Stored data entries
────────────────
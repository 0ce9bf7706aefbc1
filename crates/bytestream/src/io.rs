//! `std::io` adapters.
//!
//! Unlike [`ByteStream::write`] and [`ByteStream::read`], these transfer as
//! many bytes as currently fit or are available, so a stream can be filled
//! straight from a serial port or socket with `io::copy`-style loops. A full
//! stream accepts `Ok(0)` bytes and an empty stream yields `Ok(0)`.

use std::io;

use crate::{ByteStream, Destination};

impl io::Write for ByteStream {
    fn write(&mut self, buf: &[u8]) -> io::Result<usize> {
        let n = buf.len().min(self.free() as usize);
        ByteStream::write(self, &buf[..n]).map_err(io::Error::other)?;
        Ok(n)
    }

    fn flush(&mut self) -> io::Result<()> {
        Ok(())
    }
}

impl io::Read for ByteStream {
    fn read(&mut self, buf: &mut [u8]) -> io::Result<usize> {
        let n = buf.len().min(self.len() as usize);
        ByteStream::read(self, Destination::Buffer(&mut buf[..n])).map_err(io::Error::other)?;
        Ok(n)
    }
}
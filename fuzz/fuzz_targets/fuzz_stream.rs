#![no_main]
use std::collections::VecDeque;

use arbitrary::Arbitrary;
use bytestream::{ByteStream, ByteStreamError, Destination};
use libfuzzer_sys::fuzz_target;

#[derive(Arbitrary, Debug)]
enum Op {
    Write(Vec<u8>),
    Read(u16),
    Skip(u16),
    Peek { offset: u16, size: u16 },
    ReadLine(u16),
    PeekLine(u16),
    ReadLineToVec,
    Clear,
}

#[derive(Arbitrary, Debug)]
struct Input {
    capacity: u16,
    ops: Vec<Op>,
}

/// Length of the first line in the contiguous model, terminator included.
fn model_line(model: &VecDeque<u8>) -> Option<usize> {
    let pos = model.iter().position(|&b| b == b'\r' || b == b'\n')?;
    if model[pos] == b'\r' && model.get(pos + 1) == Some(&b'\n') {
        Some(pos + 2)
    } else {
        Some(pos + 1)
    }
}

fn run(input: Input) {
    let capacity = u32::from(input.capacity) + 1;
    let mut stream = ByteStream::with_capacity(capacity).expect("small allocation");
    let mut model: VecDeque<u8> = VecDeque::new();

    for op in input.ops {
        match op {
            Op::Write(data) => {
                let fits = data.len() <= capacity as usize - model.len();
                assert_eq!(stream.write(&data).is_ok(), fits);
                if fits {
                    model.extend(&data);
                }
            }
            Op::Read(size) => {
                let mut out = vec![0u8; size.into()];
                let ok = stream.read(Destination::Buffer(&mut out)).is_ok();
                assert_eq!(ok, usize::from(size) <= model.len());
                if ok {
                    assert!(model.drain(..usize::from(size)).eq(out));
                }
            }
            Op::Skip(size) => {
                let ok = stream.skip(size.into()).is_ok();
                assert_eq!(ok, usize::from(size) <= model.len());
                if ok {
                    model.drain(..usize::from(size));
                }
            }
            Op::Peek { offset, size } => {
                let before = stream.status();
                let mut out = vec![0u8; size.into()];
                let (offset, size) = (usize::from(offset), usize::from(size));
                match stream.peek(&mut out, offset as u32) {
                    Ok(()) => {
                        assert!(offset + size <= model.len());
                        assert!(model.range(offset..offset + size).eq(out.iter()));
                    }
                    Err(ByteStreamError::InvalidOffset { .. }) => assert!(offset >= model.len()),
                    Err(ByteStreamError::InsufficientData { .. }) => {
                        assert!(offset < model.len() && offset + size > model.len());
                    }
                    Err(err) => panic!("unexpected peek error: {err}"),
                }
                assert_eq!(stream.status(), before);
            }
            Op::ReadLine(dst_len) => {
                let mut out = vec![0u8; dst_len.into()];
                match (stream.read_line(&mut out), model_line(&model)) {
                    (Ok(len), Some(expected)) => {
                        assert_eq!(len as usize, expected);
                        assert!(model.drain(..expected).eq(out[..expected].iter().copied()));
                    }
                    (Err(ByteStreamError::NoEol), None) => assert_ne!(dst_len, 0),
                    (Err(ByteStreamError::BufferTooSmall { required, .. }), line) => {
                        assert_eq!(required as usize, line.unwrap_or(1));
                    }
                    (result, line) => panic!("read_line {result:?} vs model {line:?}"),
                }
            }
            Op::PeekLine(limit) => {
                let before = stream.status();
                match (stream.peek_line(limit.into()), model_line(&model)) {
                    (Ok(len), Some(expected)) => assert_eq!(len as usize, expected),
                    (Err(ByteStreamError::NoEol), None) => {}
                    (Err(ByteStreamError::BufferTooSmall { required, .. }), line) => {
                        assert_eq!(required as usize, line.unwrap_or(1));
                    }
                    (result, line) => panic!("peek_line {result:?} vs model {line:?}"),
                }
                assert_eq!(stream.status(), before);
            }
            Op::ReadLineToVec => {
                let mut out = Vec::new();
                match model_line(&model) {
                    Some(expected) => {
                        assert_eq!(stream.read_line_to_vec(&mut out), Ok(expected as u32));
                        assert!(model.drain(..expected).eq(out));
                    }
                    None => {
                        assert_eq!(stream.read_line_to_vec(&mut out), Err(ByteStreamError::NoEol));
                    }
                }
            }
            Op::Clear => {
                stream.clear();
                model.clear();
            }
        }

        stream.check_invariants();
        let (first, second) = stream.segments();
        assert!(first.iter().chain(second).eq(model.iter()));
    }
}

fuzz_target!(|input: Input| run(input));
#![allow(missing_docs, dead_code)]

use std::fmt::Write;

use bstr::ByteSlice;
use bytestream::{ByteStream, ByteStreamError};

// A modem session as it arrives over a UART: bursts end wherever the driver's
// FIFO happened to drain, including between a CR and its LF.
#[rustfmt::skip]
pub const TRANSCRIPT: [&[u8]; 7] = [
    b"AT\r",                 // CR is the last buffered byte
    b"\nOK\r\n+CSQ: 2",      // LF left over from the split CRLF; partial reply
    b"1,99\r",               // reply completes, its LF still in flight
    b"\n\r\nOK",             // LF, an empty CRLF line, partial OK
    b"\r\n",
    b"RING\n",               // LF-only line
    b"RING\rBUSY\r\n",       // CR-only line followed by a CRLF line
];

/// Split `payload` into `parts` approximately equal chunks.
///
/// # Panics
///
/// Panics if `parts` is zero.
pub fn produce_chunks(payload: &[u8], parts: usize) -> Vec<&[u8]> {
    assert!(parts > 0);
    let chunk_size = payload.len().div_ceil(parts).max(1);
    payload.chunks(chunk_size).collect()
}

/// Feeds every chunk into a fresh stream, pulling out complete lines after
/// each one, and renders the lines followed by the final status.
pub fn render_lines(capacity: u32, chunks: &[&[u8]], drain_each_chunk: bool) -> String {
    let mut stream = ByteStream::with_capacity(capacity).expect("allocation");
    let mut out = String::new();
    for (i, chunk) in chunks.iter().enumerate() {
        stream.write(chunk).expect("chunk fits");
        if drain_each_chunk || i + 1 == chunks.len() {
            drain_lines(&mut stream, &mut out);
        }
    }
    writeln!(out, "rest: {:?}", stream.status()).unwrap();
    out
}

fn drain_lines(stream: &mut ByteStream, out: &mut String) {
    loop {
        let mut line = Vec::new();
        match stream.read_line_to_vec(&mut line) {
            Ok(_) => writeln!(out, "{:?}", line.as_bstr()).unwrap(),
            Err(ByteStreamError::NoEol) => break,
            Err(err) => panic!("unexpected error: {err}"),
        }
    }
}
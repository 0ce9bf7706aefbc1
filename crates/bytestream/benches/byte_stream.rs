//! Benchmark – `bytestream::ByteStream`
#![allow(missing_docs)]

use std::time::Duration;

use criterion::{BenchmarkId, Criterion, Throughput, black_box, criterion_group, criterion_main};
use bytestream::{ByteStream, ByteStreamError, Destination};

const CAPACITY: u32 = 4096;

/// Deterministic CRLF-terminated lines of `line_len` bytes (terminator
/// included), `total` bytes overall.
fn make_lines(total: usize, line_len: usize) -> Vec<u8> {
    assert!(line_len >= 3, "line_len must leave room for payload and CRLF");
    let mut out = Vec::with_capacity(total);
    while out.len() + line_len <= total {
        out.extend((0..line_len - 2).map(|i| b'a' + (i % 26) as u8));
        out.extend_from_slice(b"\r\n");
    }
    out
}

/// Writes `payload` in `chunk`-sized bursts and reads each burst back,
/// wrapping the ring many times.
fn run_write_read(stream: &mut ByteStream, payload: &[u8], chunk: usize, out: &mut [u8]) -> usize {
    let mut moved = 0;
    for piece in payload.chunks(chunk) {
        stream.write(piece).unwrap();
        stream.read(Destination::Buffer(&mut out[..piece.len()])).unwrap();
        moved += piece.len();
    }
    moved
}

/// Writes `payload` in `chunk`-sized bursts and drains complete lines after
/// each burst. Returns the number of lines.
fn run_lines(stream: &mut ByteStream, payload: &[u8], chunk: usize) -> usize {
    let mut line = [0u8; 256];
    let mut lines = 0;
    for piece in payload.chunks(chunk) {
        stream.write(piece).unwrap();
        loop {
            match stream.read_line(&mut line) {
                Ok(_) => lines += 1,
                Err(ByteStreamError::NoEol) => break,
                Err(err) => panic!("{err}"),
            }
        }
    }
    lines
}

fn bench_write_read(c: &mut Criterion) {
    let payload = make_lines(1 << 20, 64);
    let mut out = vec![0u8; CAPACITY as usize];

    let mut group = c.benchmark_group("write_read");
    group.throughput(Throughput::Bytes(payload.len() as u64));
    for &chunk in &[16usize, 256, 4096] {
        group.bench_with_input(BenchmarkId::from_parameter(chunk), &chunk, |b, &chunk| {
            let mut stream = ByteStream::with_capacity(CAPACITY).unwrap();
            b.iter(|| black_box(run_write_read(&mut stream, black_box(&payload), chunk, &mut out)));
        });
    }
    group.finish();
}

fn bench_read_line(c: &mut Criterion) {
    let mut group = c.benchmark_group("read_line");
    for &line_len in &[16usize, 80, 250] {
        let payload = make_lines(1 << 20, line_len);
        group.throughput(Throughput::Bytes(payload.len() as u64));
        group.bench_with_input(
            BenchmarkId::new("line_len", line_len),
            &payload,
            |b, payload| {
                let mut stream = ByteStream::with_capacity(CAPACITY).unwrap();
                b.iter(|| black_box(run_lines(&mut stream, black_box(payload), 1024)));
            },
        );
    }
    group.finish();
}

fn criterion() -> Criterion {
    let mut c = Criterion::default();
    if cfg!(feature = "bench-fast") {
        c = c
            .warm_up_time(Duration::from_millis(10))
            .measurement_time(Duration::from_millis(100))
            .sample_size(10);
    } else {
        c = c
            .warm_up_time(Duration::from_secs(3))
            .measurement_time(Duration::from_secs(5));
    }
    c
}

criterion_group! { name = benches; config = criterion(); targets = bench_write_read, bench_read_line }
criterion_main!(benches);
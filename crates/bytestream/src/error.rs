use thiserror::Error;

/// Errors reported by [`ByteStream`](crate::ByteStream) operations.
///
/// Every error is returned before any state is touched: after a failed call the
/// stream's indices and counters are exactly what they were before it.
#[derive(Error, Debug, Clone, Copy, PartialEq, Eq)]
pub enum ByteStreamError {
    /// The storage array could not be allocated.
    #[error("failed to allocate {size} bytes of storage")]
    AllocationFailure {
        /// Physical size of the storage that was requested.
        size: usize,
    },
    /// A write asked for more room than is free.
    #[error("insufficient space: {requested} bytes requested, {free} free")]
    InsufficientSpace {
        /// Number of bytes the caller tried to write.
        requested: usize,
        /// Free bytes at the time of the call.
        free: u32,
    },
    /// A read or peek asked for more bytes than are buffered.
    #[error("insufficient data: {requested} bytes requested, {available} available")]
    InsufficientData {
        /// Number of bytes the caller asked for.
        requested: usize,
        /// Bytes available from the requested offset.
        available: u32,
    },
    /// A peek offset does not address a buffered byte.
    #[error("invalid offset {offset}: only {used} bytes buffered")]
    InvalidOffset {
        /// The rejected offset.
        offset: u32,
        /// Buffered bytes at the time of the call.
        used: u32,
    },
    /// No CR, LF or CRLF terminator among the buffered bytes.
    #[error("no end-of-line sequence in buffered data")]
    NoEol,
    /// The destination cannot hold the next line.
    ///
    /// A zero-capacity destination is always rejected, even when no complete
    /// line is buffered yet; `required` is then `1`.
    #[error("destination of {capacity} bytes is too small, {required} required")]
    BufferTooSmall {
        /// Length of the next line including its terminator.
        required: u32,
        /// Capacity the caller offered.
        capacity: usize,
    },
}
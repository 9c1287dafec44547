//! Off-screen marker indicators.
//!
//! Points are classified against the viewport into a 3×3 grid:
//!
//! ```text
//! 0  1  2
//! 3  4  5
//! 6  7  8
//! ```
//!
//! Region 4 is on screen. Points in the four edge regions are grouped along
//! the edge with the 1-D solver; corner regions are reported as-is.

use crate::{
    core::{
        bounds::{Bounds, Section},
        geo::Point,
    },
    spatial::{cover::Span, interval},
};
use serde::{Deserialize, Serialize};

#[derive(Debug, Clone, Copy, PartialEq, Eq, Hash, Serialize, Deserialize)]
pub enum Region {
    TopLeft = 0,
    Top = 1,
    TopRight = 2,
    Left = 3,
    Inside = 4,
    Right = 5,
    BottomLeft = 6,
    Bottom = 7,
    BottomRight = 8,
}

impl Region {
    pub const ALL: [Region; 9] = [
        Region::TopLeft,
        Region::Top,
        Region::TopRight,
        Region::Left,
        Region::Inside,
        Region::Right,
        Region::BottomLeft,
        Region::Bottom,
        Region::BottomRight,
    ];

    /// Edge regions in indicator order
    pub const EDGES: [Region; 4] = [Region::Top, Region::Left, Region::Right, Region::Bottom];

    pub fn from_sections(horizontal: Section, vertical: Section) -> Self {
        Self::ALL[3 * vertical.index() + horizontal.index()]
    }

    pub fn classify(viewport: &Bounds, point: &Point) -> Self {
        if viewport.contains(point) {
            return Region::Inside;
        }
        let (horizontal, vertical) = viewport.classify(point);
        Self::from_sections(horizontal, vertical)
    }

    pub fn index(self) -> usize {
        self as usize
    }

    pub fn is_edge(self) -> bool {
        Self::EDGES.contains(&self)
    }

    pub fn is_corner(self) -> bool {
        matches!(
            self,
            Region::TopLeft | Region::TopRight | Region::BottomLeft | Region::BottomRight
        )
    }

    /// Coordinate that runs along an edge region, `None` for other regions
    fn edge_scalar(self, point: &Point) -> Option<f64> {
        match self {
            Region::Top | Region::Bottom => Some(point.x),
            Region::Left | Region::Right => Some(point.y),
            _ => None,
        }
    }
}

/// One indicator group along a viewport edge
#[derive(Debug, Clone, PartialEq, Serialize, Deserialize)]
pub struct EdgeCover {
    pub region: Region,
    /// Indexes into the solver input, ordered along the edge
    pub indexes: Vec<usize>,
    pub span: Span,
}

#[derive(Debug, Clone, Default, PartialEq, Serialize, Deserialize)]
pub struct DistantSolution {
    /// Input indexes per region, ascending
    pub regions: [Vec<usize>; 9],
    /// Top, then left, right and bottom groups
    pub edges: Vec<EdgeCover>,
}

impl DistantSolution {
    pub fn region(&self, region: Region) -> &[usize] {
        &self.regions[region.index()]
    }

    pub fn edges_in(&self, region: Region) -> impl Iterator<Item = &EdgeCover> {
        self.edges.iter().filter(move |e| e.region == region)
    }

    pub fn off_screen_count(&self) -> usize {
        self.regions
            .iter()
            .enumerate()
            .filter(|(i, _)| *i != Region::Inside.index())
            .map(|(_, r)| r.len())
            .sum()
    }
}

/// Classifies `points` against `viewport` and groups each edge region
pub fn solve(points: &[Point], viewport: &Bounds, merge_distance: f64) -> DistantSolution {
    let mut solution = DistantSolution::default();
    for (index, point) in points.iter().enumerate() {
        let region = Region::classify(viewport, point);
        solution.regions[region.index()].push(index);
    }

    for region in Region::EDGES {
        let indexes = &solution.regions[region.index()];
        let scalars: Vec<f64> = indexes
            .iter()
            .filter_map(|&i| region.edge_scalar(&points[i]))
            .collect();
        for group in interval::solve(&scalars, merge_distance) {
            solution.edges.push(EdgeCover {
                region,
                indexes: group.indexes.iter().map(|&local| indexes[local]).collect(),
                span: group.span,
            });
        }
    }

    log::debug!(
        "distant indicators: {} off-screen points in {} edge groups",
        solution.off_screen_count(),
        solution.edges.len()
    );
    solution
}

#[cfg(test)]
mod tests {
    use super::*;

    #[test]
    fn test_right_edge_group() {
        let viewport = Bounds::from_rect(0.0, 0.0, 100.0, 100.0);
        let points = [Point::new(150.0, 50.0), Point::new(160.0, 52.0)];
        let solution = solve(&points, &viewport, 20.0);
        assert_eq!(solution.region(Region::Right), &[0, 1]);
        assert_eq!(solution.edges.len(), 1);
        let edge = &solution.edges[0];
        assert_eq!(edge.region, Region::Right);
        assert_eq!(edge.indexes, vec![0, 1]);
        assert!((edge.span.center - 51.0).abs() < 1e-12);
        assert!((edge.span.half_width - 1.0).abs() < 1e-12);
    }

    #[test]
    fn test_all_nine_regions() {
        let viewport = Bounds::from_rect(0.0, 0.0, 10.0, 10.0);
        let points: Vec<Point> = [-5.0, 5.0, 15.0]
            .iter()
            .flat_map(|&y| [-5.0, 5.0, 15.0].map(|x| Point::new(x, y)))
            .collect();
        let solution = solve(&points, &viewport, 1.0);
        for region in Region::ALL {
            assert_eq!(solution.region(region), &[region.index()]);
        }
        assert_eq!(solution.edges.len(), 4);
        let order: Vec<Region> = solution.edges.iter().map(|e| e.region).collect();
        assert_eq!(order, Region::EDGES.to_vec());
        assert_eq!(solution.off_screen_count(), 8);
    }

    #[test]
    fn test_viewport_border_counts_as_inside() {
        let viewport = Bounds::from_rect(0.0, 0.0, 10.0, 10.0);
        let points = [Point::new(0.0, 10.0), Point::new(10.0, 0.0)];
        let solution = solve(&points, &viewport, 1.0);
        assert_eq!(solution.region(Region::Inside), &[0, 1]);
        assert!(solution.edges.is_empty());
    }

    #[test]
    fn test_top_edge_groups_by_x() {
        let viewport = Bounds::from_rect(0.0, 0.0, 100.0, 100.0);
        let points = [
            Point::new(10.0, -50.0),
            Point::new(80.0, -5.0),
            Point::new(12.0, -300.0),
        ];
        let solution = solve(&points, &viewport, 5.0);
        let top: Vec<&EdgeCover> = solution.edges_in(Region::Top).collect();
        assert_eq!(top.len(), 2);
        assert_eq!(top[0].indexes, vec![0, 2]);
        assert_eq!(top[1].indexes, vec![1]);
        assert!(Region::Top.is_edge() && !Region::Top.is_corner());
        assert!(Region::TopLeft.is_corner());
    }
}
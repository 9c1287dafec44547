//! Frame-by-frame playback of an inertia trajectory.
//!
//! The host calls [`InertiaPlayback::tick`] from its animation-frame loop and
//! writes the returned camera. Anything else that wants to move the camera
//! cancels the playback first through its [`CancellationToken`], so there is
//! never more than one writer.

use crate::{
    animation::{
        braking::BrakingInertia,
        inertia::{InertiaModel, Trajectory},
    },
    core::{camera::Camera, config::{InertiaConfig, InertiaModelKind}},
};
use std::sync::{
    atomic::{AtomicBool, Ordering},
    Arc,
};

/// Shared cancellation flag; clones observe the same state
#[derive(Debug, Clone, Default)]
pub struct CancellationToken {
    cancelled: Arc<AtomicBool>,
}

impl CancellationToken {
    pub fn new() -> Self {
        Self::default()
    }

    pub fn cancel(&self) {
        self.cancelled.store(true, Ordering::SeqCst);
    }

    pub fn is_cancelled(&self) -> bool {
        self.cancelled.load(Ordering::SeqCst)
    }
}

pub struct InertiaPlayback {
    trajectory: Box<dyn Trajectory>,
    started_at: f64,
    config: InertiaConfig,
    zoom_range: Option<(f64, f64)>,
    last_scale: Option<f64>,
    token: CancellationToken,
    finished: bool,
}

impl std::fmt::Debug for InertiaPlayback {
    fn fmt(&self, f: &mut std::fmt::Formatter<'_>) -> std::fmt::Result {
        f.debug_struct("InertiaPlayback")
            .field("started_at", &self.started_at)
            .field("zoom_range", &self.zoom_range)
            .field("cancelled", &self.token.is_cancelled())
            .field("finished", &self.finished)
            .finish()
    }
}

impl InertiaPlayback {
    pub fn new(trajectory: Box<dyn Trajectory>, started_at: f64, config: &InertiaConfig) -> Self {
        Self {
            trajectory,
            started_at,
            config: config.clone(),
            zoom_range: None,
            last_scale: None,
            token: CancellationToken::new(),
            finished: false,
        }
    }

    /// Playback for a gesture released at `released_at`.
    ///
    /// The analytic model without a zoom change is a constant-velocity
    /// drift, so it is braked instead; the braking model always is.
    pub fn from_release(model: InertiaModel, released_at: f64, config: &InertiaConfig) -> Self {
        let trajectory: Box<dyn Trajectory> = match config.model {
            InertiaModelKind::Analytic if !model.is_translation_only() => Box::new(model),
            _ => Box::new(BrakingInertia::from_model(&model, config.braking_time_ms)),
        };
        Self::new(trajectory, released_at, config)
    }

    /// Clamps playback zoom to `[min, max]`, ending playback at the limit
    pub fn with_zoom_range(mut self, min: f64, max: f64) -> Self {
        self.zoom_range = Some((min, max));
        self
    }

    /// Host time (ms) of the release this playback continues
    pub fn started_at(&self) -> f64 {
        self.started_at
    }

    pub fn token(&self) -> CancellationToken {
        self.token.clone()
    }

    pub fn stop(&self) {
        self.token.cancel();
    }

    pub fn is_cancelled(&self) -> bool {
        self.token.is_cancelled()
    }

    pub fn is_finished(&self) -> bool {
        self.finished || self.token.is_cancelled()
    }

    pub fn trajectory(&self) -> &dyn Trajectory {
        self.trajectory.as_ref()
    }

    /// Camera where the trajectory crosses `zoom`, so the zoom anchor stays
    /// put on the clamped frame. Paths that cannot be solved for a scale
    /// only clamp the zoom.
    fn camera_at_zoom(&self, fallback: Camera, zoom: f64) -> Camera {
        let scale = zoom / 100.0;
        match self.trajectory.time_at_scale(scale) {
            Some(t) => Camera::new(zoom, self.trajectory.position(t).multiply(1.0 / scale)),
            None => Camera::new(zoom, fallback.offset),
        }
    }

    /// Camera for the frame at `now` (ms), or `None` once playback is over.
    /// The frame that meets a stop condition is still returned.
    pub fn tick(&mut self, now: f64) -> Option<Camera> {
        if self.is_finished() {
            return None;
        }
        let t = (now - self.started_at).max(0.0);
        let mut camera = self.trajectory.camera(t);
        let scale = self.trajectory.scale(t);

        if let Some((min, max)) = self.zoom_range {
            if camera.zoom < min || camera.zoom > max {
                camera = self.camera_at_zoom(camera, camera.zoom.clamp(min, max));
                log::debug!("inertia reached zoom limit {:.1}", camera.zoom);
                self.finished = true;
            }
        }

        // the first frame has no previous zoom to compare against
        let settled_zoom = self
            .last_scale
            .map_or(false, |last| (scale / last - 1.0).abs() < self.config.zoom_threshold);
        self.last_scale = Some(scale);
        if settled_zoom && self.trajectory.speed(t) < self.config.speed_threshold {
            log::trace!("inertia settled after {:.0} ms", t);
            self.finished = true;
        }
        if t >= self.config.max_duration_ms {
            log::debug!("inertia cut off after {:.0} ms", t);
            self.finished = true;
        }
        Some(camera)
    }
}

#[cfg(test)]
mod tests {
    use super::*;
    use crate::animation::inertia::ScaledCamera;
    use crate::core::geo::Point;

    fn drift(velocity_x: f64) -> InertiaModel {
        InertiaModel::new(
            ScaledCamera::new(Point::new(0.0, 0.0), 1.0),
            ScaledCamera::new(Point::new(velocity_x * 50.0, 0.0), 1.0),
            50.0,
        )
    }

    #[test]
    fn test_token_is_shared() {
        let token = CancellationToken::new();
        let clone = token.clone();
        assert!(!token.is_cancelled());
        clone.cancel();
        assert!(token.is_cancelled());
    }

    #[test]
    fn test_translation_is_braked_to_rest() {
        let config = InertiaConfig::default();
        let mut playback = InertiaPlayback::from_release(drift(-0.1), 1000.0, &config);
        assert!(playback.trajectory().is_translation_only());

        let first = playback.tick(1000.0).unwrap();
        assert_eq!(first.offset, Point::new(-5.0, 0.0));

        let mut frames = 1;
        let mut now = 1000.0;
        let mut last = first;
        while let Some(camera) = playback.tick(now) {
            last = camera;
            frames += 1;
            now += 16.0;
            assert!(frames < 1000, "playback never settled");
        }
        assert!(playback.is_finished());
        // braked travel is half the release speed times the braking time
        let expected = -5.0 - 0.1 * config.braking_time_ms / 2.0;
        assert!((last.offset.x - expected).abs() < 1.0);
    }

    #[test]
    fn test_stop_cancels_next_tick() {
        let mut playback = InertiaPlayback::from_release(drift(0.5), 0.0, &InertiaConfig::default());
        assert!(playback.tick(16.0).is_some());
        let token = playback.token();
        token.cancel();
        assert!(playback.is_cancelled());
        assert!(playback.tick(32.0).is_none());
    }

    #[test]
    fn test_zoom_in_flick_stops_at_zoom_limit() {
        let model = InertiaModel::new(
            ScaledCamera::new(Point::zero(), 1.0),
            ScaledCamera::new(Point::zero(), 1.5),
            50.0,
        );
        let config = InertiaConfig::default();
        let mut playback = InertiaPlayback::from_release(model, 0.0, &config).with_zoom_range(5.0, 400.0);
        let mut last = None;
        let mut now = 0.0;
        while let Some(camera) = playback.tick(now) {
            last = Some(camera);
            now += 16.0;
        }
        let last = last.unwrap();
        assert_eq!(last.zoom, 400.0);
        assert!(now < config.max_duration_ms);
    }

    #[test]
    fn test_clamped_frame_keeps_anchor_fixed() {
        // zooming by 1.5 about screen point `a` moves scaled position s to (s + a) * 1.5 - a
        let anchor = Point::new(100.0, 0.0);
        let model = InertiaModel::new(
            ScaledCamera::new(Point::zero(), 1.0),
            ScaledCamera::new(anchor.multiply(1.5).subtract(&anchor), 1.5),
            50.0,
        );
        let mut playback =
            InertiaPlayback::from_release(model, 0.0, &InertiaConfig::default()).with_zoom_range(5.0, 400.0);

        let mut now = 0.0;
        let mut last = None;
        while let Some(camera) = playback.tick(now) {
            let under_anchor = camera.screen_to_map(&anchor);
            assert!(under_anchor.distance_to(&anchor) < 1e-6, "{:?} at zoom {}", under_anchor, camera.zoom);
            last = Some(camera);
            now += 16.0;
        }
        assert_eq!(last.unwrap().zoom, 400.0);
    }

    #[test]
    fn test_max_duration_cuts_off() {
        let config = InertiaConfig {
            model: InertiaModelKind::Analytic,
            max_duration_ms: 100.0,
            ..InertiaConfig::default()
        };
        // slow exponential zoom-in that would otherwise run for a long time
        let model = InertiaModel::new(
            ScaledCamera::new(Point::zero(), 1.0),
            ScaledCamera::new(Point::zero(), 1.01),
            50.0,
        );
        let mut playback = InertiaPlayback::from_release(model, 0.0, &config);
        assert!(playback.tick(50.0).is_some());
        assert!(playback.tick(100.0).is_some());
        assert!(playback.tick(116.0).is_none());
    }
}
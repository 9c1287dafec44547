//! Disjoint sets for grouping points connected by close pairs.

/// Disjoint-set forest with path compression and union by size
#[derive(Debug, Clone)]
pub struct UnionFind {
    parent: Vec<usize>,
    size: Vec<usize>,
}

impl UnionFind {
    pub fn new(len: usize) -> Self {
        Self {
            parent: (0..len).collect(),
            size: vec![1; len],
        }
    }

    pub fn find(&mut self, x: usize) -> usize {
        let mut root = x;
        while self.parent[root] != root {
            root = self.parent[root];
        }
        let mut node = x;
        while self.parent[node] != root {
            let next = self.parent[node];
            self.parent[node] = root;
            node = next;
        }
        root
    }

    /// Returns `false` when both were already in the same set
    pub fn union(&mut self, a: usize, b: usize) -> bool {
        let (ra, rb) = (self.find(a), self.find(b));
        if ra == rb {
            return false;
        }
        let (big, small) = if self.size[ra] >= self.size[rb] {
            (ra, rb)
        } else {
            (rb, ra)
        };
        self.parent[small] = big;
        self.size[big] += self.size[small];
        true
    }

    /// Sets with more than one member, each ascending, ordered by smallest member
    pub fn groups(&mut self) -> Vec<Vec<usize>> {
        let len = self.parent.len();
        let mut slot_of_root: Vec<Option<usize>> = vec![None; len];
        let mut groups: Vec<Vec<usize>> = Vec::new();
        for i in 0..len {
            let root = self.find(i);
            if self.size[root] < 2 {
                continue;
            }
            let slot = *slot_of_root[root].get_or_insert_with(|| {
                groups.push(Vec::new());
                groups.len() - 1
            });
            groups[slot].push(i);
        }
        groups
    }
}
────────────────
PROBLEM: Beginning of the records through the line with "use std::io;": return that span exactly and stop there.

OUTPUT BELOW:
repository 0ce9bf7706aefbc1
filename crates/bytestream/src/io.rs
//! `std::io` adapters.
//!
//! Unlike [`ByteStream::write`] and [`ByteStream::read`], these transfer as
//! many bytes as currently fit or are available, so a stream can be filled
//! straight from a serial port or socket with `io::copy`-style loops. A full
//! stream accepts `Ok(0)` bytes and an empty stream yields `Ok(0)`.

use std::io;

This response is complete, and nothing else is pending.